Data listing START
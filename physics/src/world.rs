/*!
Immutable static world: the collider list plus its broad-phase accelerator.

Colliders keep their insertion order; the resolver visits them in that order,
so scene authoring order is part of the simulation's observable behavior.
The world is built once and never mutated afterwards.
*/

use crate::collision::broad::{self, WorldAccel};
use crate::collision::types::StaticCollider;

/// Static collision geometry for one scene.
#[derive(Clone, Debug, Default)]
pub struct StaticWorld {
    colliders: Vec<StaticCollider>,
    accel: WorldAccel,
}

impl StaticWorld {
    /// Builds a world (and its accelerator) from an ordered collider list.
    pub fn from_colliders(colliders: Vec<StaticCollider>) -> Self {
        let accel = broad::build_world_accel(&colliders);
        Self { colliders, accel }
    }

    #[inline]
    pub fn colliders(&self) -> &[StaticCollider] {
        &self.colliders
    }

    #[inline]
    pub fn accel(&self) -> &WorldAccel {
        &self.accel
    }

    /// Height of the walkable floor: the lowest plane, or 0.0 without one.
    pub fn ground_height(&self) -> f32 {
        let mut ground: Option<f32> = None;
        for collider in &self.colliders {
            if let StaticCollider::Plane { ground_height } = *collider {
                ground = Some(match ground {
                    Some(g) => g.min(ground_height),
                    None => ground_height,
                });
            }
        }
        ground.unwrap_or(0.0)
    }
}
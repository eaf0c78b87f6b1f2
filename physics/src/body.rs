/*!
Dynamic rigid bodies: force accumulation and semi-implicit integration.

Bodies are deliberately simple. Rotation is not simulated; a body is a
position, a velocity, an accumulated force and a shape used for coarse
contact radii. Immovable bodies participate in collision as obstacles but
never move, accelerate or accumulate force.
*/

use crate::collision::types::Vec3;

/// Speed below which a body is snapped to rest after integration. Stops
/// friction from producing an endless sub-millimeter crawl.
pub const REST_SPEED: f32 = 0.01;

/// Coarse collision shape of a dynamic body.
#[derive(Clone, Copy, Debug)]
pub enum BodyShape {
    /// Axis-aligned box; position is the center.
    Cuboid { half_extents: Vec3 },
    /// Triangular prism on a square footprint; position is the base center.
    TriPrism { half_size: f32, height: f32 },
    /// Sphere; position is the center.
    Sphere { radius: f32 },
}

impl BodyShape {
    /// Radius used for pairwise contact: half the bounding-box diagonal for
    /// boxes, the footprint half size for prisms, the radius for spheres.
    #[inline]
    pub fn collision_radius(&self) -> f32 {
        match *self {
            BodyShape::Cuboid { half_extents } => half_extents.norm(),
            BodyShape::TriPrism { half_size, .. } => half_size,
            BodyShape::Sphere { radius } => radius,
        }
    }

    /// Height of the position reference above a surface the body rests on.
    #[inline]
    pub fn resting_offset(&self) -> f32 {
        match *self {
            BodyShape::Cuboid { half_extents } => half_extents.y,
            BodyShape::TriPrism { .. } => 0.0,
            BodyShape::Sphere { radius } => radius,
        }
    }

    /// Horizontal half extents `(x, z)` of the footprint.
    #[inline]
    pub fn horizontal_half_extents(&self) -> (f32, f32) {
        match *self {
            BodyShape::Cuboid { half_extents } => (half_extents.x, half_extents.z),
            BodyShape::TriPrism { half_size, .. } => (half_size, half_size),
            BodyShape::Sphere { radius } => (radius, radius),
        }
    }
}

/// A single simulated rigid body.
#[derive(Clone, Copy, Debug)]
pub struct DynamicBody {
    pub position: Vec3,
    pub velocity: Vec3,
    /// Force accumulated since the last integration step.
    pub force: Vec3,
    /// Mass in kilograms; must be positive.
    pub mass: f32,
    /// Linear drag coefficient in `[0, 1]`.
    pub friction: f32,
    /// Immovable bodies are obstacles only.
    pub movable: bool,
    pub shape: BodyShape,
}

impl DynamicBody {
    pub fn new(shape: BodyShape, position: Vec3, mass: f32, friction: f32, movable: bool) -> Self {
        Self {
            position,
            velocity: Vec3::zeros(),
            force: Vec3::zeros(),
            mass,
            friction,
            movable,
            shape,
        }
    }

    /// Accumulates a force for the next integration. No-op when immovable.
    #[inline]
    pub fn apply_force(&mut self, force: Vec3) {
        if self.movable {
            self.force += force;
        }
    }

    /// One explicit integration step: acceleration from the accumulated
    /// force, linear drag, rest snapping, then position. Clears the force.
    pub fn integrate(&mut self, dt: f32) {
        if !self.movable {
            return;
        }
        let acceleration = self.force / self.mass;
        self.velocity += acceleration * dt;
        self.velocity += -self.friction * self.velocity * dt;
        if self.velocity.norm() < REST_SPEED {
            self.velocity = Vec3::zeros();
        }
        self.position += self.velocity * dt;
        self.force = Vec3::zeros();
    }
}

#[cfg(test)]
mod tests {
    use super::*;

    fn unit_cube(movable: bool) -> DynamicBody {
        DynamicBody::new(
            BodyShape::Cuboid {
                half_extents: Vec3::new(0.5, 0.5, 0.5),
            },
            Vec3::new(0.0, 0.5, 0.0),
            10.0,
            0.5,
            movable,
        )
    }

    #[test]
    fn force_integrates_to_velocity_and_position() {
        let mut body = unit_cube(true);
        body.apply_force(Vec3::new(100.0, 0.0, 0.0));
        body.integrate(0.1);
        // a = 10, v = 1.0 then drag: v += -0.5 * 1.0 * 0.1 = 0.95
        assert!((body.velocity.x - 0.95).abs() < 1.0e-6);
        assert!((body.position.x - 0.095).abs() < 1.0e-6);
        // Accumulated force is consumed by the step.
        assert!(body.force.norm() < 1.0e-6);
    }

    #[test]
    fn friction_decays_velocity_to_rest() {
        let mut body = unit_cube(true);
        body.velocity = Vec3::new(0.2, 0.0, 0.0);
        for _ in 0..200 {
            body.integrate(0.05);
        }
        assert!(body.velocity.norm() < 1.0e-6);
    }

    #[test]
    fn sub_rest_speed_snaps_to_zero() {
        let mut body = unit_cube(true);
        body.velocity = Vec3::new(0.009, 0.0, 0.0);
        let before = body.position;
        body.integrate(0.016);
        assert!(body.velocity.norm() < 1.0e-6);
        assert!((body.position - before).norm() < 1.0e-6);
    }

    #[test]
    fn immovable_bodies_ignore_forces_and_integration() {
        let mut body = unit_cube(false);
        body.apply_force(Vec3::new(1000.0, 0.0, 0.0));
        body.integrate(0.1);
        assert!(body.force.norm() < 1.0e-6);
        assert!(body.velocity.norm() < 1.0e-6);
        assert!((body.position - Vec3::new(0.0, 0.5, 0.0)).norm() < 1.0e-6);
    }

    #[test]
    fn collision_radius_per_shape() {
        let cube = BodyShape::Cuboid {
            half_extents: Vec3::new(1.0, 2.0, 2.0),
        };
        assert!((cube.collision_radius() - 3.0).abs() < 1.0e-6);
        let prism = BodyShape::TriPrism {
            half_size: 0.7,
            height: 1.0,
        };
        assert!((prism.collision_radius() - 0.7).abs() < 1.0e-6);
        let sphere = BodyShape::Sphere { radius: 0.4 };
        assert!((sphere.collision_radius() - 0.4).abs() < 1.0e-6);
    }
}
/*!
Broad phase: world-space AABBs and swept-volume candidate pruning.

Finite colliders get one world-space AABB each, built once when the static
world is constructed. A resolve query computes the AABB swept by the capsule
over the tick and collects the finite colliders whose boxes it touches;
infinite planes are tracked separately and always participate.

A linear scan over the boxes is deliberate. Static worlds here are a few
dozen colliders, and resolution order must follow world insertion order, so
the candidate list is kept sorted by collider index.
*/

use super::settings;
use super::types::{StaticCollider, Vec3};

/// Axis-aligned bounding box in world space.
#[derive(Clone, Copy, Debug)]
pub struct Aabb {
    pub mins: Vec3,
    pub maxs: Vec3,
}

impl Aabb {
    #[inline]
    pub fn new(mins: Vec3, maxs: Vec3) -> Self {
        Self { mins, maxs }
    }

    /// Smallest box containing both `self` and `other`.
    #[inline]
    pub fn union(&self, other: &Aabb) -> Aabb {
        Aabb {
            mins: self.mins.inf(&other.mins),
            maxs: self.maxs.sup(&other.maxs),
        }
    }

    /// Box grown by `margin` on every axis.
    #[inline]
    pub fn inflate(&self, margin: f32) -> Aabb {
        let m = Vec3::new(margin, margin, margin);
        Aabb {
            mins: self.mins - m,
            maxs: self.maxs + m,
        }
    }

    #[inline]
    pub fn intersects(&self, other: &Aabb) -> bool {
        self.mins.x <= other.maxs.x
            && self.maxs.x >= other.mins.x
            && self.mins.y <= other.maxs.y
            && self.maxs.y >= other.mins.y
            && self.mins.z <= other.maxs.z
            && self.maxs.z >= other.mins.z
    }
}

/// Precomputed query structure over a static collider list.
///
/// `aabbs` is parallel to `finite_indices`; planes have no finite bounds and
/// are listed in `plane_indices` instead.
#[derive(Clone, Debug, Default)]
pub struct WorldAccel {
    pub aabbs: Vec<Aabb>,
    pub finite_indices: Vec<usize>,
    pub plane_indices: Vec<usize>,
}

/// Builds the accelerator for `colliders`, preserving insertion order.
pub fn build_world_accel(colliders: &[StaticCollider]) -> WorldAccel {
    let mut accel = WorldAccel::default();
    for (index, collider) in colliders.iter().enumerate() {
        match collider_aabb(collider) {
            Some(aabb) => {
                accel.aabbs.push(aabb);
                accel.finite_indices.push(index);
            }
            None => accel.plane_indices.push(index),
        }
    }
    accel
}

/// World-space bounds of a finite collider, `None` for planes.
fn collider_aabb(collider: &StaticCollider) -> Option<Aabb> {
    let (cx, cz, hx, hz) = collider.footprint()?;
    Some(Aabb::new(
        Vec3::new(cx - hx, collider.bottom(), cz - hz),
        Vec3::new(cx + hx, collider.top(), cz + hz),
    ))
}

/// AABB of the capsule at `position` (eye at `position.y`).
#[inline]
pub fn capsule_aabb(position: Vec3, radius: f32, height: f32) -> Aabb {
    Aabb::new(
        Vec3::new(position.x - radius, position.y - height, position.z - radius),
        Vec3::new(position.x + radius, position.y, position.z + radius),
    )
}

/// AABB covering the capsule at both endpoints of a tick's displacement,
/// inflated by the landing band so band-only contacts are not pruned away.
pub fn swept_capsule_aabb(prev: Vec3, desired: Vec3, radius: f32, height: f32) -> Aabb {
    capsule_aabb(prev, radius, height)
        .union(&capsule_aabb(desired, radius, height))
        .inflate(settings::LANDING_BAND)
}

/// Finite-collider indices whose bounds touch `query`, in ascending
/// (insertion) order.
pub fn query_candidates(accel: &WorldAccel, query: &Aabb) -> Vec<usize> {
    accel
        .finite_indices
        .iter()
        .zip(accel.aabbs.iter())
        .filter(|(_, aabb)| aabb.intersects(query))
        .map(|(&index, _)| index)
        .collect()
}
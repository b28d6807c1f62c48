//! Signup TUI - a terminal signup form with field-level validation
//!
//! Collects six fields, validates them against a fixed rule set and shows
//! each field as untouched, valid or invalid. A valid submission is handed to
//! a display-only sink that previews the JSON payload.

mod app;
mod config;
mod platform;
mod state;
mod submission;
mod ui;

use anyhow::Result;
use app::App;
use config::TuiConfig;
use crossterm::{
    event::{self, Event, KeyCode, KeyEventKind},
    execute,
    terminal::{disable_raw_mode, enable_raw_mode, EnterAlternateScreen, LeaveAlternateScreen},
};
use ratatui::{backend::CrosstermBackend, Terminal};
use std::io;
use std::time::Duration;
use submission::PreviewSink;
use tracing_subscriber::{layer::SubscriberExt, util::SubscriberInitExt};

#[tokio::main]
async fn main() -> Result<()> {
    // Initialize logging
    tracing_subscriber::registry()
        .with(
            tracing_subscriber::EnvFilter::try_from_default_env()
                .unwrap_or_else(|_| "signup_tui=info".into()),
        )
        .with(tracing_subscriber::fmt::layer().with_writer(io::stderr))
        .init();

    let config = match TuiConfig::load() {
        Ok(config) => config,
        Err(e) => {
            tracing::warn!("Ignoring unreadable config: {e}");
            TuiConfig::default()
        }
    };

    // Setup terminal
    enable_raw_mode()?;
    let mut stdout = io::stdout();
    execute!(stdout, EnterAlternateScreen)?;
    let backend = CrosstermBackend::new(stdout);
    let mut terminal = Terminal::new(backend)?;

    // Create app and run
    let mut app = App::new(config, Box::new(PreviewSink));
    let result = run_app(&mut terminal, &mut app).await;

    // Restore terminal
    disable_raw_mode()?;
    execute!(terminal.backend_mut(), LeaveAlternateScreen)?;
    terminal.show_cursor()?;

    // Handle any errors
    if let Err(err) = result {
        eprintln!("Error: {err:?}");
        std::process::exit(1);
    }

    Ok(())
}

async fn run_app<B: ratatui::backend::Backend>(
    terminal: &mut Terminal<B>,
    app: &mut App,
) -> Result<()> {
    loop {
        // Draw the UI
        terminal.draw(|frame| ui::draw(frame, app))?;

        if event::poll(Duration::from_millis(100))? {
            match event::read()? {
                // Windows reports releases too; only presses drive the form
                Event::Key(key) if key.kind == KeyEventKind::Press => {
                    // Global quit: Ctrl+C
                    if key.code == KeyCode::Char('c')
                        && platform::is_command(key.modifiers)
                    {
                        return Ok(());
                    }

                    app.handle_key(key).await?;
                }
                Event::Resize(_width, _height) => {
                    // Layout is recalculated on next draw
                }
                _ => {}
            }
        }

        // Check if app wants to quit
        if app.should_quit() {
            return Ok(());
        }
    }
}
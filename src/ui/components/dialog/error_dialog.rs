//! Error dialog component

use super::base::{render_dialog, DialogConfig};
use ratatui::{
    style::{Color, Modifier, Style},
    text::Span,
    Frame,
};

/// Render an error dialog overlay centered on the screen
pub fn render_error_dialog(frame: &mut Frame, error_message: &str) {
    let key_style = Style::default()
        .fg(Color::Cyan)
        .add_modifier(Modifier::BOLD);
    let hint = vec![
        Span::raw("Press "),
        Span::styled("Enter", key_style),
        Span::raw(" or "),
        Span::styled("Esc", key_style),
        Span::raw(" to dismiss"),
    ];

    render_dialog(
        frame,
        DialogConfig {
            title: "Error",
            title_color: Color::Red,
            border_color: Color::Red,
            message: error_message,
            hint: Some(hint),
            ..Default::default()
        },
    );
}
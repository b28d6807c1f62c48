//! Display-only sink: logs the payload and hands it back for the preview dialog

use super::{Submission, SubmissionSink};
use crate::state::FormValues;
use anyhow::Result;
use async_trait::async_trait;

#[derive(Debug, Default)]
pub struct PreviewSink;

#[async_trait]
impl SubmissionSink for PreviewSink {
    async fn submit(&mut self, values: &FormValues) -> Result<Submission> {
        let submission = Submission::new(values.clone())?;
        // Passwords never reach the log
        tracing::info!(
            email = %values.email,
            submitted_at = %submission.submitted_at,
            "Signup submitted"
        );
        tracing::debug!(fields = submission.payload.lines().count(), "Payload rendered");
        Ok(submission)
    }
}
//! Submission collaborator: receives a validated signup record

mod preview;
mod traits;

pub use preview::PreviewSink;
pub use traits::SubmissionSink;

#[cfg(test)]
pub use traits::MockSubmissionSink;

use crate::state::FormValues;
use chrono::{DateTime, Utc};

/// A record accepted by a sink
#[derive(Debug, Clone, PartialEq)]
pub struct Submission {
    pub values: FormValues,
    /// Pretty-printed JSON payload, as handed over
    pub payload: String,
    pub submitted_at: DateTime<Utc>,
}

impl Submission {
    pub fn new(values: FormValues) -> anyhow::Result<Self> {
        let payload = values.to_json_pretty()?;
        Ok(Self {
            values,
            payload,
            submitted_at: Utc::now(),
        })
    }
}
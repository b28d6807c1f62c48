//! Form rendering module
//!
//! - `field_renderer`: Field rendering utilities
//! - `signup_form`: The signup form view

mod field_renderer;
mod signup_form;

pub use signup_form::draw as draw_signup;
Data listing END
Task to complete: Retype exactly the lines from the start of the entries through the one with "let accel = broad::build_world_accel(&colliders);"; include both ends.

Task answer:
filename physics/src/world.rs
/*!
Immutable static world: the collider list plus its broad-phase accelerator.

Colliders keep their insertion order; the resolver visits them in that order,
so scene authoring order is part of the simulation's observable behavior.
The world is built once and never mutated afterwards.
*/

use crate::collision::broad::{self, WorldAccel};
use crate::collision::types::StaticCollider;

/// Static collision geometry for one scene.
#[derive(Clone, Debug, Default)]
pub struct StaticWorld {
    colliders: Vec<StaticCollider>,
    accel: WorldAccel,
}

impl StaticWorld {
    /// Builds a world (and its accelerator) from an ordered collider list.
    pub fn from_colliders(colliders: Vec<StaticCollider>) -> Self {
        let accel = broad::build_world_accel(&colliders);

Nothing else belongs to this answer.